Попетляли малость среди заборцев, перебрались через канавку неглубокую а уж потом по кривенькой улочке и вышли к реке, уселись на траву и ноги вытянули: поп со вздохом тяжким, Настя – с тоскливым.
– Ты сказать хотел, святой отец, – Настя ждала слов мудрых.
– Скажу, – поп кивнул, а потом опустил ладонь с долгими пальцами на тонкую руку Настасьи. – И раньше бы рассказал, но об таком тяжко. Нынче вижу, что тоска тебя одолевает, потому и сил во мне прибыло.
– Батюшка, что ты? – приметила боярышня печальный изгиб бровей Иллариона и затревожилась.
– Обо мне не думай, слушай, что расскажу... – поп задумался ненадолго, но не смолчал: – К богу я пришел через большой грех, Настенька. И свой, и той, которая жизни себя лишила, да дитя во чреве своем не пожалела. Мне шестнадцать зим стукнуло, когда в весь нашу семейство пришло. Погорельцы, шли далече, искали нового места. Средь них девушка была, Наташей звали, старше меня годка на четыре. Видная, статная, но и иного в ней много было. Взгляд горячий, нрав неуемный. Веселая, смешливая. Парни весенские вились вокруг нее, заманивали, не глядели, что перестарка и бесприданница. Я и сам полыхнул, потянулся к ней. Да куда там, на меня, сморчка тощего, и не глядела, привечала воев покрепче, да годами ей ровню. Я упрямый тогда был, как бычок молодой. Ходил за ней по пятам, помню, песни ей пел. Она раз поглядела на меня, другой, а потом уж и сама ко мне приникла. Любил я ее крепко, а она во мне души не чаяла. По младости сердечный пыл унять тяжко, особо, когда тянет друг к дружке. Весна была, так по майской ночи Наташа женой мне стала. Нет, не венчались, любились. Я хотел в дом ее привести, отцу и матери показать как жену, но не случилось, – Илларион глаза прикрыл, вздохнул тоскливо.

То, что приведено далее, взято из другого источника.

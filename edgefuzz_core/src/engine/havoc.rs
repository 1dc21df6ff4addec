//! Random stacked mutations and splicing.

use super::stage::{EntryState, StageResult, fuzz_or_abandon};
use super::Engine;
use crate::buffer::{Endian, MutationBuffer};
use crate::constants::{
    ARITH_MAX, HAVOC_BLK_LARGE, HAVOC_BLK_MEDIUM, HAVOC_BLK_SMALL, HAVOC_BLK_XL, HAVOC_CYCLES,
    HAVOC_CYCLES_INIT, HAVOC_MAX_MULT, HAVOC_MIN, HAVOC_STACK_POW2, INTERESTING_8, INTERESTING_16,
    INTERESTING_32, MAX_FILE, SPLICE_CYCLES, SPLICE_HAVOC,
};
use crate::error::{FuzzError, io_error};
use crate::extras::ExtrasStore;
use crate::stats::Stage;
use log::debug;
use rand::Rng;

impl Engine {
    /// Runs one havoc round over `st.in_buf`, or a splice round when
    /// `st.splice_cycle` is non-zero.
    ///
    /// Every iteration stacks a random number of mutations on a fresh copy of
    /// the input. A round that grows the queue doubles its own budget, up to
    /// the energy cap.
    pub(super) fn havoc_stage(&mut self, st: &mut EntryState) -> Result<StageResult, FuzzError> {
        let (stage, base) = if st.splice_cycle == 0 {
            let base = if st.doing_det {
                HAVOC_CYCLES_INIT
            } else {
                HAVOC_CYCLES
            };
            (Stage::Havoc, base)
        } else {
            st.perf_score = st.orig_perf;
            (Stage::Splice, SPLICE_HAVOC)
        };

        let mut max =
            (base * st.perf_score as usize / self.havoc_div.max(1) as usize / 100).max(HAVOC_MIN);
        st.ctx.enter(stage, max);
        if st.splice_cycle > 0 {
            st.ctx.name = format!("splice {}", st.splice_cycle);
        }

        let orig_hits = self.find_count();
        let mut havoc_queued = self.queue.len();
        let over_10m = self.run_over_10m();

        let mut cur = 0;
        while cur < max {
            let stacking = 1usize << (1 + self.rng.random_range(0..HAVOC_STACK_POW2));
            st.ctx.cur = cur;
            st.ctx.cur_val = stacking as i32;

            for _ in 0..stacking {
                havoc_mutate(
                    &mut st.out_buf,
                    &mut self.rng,
                    &self.extras,
                    self.queue_cycle,
                    over_10m,
                );
            }
            fuzz_or_abandon!(self, st.out_buf.as_slice(), &st.ctx);
            st.out_buf.restore_from(&st.in_buf);

            if self.queue.len() != havoc_queued {
                if st.perf_score as usize <= HAVOC_MAX_MULT * 100 {
                    max *= 2;
                    st.perf_score *= 2;
                    st.ctx.max = max;
                }
                havoc_queued = self.queue.len();
            }
            cur += 1;
        }

        self.finish_stage(stage, orig_hits, max);
        Ok(StageResult::Continue)
    }

    /// Sets up the next splice round.
    ///
    /// Crosses the entry with another queue entry at a random point between the
    /// first and last byte where they differ, and leaves the result in both
    /// `st.in_buf` and `st.out_buf`.
    ///
    /// # Returns
    /// `false` once splicing is off, the splice rounds are used up, or there is
    /// nothing to splice with.
    pub(super) fn prepare_splice(&mut self, st: &mut EntryState) -> Result<bool, FuzzError> {
        let queued = self.queue.len();
        loop {
            if !self.use_splicing
                || st.splice_cycle >= SPLICE_CYCLES
                || queued < 2
                || self.queue.entries()[st.id].len < 2
            {
                return Ok(false);
            }
            st.splice_cycle += 1;
            st.in_buf.clone_from(&st.orig_in);

            let mut tid = self.rng.random_range(0..queued - 1);
            if tid >= st.id {
                tid += 1;
            }
            while tid < queued && (self.queue.entries()[tid].len < 2 || tid == st.id) {
                tid += 1;
            }
            if tid >= queued {
                continue;
            }

            let path = self.queue.entries()[tid].path.clone();
            let target = self.fs.read_file(&path).map_err(|e| io_error(&path, e))?;
            let (first, last) = match locate_diffs(&st.in_buf, &target) {
                Some((f, l)) if l >= 2 && f != l => (f, l),
                _ => continue,
            };

            let split = first + self.rng.random_range(0..last - first);
            let mut spliced = st.in_buf[..split].to_vec();
            spliced.extend_from_slice(&target[split..]);
            debug!(
                "Splicing #{} with #{tid} at {split} (round {})",
                st.id, st.splice_cycle
            );

            st.ctx.splicing_with = Some(tid);
            st.in_buf = spliced;
            st.out_buf.restore_from(&st.in_buf);
            return Ok(true);
        }
    }
}

/// First and last offsets at which `a` and `b` differ, over their common length.
pub(crate) fn locate_diffs(a: &[u8], b: &[u8]) -> Option<(usize, usize)> {
    let mut diffs = a
        .iter()
        .zip(b)
        .enumerate()
        .filter(|(_, (x, y))| x != y)
        .map(|(pos, _)| pos);
    let first = diffs.next()?;
    Some((first, diffs.last().unwrap_or(first)))
}

/// Picks a block length no larger than `limit` for the cloning and deleting
/// operators. Larger bands open up in later queue cycles once the session has
/// run for a while.
pub(crate) fn choose_block_len<R: Rng + ?Sized>(
    rng: &mut R,
    limit: usize,
    queue_cycle: u64,
    over_10m: bool,
) -> usize {
    let rlim = if over_10m { queue_cycle.clamp(1, 3) } else { 1 };
    let (mut min, max) = match rng.random_range(0..rlim) {
        0 => (1, HAVOC_BLK_SMALL),
        1 => (HAVOC_BLK_SMALL, HAVOC_BLK_MEDIUM),
        _ => {
            if rng.random_range(0..10) != 0 {
                (HAVOC_BLK_MEDIUM, HAVOC_BLK_LARGE)
            } else {
                (HAVOC_BLK_LARGE, HAVOC_BLK_XL)
            }
        }
    };
    if min >= limit {
        min = 1;
    }
    min + rng.random_range(0..max.min(limit) - min + 1)
}

fn random_endian<R: Rng + ?Sized>(rng: &mut R) -> Endian {
    if rng.random_bool(0.5) {
        Endian::Little
    } else {
        Endian::Big
    }
}

/// A random byte value, or a copy of a random byte already in the buffer.
fn fill_byte<R: Rng + ?Sized>(rng: &mut R, buf: &MutationBuffer) -> u8 {
    if rng.random_bool(0.5) {
        rng.random()
    } else {
        buf.as_slice()[rng.random_range(0..buf.len())]
    }
}

/// Applies one randomly chosen mutation to `buf`.
///
/// Operators that need more bytes than the buffer holds, or that would grow it
/// to `MAX_FILE`, leave it untouched. The buffer is never shrunk below one byte.
pub(crate) fn havoc_mutate<R: Rng + ?Sized>(
    buf: &mut MutationBuffer,
    rng: &mut R,
    extras: &ExtrasStore,
    queue_cycle: u64,
    over_10m: bool,
) {
    let len = buf.len();
    if len == 0 {
        return;
    }
    let ops = if extras.has_any() { 17 } else { 15 };

    match rng.random_range(0..ops) {
        0 => buf.flip_bit(rng.random_range(0..len << 3)),
        1 => {
            let v = INTERESTING_8[rng.random_range(0..INTERESTING_8.len())];
            buf.seek(rng.random_range(0..len)).write_u8(v as u8);
        }
        2 if len >= 2 => {
            let v = INTERESTING_16[rng.random_range(0..INTERESTING_16.len())];
            let endian = random_endian(rng);
            buf.seek(rng.random_range(0..len - 1))
                .write_u16(v as u16, endian);
        }
        3 if len >= 4 => {
            let v = INTERESTING_32[rng.random_range(0..INTERESTING_32.len())];
            let endian = random_endian(rng);
            buf.seek(rng.random_range(0..len - 3))
                .write_u32(v as u32, endian);
        }
        4 => {
            let delta = 1 + rng.random_range(0..ARITH_MAX) as u8;
            buf.seek(rng.random_range(0..len)).sub_u8(delta);
        }
        5 => {
            let delta = 1 + rng.random_range(0..ARITH_MAX) as u8;
            buf.seek(rng.random_range(0..len)).add_u8(delta);
        }
        6 if len >= 2 => {
            let delta = 1 + rng.random_range(0..ARITH_MAX) as u16;
            let endian = random_endian(rng);
            buf.seek(rng.random_range(0..len - 1)).sub_u16(delta, endian);
        }
        7 if len >= 2 => {
            let delta = 1 + rng.random_range(0..ARITH_MAX) as u16;
            let endian = random_endian(rng);
            buf.seek(rng.random_range(0..len - 1)).add_u16(delta, endian);
        }
        8 if len >= 4 => {
            let delta = 1 + rng.random_range(0..ARITH_MAX);
            let endian = random_endian(rng);
            buf.seek(rng.random_range(0..len - 3)).sub_u32(delta, endian);
        }
        9 if len >= 4 => {
            let delta = 1 + rng.random_range(0..ARITH_MAX);
            let endian = random_endian(rng);
            buf.seek(rng.random_range(0..len - 3)).add_u32(delta, endian);
        }
        10 => {
            let mask = 1 + rng.random_range(0..255u32) as u8;
            buf.seek(rng.random_range(0..len)).xor_u8(mask);
        }
        // Deletion is twice as likely as the other operators to keep files small.
        11 | 12 if len >= 2 => {
            let del_len = choose_block_len(rng, len - 1, queue_cycle, over_10m);
            let del_from = rng.random_range(0..len - del_len + 1);
            buf.remove(del_from, del_len);
        }
        13 if len + HAVOC_BLK_XL < MAX_FILE => {
            let block = if rng.random_range(0..4) != 0 {
                let clone_len = choose_block_len(rng, len, queue_cycle, over_10m);
                let clone_from = rng.random_range(0..len - clone_len + 1);
                buf.as_slice()[clone_from..clone_from + clone_len].to_vec()
            } else {
                let clone_len = choose_block_len(rng, HAVOC_BLK_XL, queue_cycle, over_10m);
                vec![fill_byte(rng, buf); clone_len]
            };
            let clone_to = rng.random_range(0..len);
            buf.insert(clone_to, &block);
        }
        14 if len >= 2 => {
            let copy_len = choose_block_len(rng, len - 1, queue_cycle, over_10m);
            let copy_from = rng.random_range(0..len - copy_len + 1);
            let copy_to = rng.random_range(0..len - copy_len + 1);
            if rng.random_range(0..4) != 0 {
                if copy_from != copy_to {
                    buf.copy_within(copy_from, copy_to, copy_len);
                }
            } else {
                let value = fill_byte(rng, buf);
                buf.fill(copy_to, copy_len, value);
            }
        }
        15 => {
            let token = pick_token(rng, extras);
            if token.len() <= len {
                let at = rng.random_range(0..len - token.len() + 1);
                buf.seek(at).write_bytes(token);
            }
        }
        16 => {
            let token = pick_token(rng, extras);
            if len + token.len() < MAX_FILE {
                let at = rng.random_range(0..len + 1);
                buf.insert(at, token);
            }
        }
        _ => {}
    }
}

/// A random dictionary token; auto tokens win half the time when both kinds exist.
fn pick_token<'a, R: Rng + ?Sized>(rng: &mut R, extras: &'a ExtrasStore) -> &'a [u8] {
    let (user, auto) = (extras.user(), extras.auto());
    let use_auto = user.is_empty() || (!auto.is_empty() && rng.random_bool(0.5));
    let list = if use_auto { auto } else { user };
    &list[rng.random_range(0..list.len())].data
}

– Что, батюшка, что? – Настя уж и слез не прятала, ждала страшного, да не ошиблась.
– Ввечеру привалил на подворье соседский сын, Власька. Улыбался глумливо, об Наташе мне говорил. По его выходило, что муж я у нее не первый. Я и озлобился, – Илларион утер слезу. – Наташе сказал, чтоб обходила меня стороной, а сам запил. Любил ее сверх всякой меры, краев не видал. С того и горе мое большим стало, но и злоба стократ взросла. Больше любишь, больше страдаешь, больше ненавидишь. Через седмицу Наталью из петли достали. Удавилась на вервие в старом овине. Мать ее взвыла, на меня пальцем указала и поведала, что Наталья непраздна была.
– Господи, помилуй... – Настя обняла святого отца, голову ему на плечо склонила, утешала. – Батюшка, миленький, да как же?
– А вот так. Власька правду сказал, муж я ей был не первый. Но меня любила, мною дышала, а я в обиде своей парнячьей позабыл об том. Я к чему это, Настя, а к тому, что вера во мне пошатнулась тогда, вера в любовь ее, в мою любовь. Поздненько я понял, что сам счастье свое отпустил, хуже того – убил. И дитя невинное, кровь от крови моей, погубил еще до рождения. Настенька, мог бы время вспять повернуть, я б все простил ей. И Влаську, и Ваську.... А такого чуда не свершится уже. Бог уж явил мне однажды чудо, дар великий любовный, а я в гордыне своей и ревности отринул его. Грех свершил и ее, Наталью, толкнул на грех еще больший. Моя вина, во всем моя вина и ничья более, – Илларион перекрестился. – Схоронили Наташу, так я и ушел из дому. Бродяжничал, добрался до самого Новограда, а там попал на ладью царьгородскую. Церковники пришли на ней, я и подвизался помочь. При храме и обрел свой путь. Молюсь о спасении души Наташиной неустанно, уповаю, что услышит Господь и даст ей прощение.
– Батюшка, родной мой, за что себя казнишь? – Настя гладила ласковой ладошкой Илларинову голову, жалела, плакала.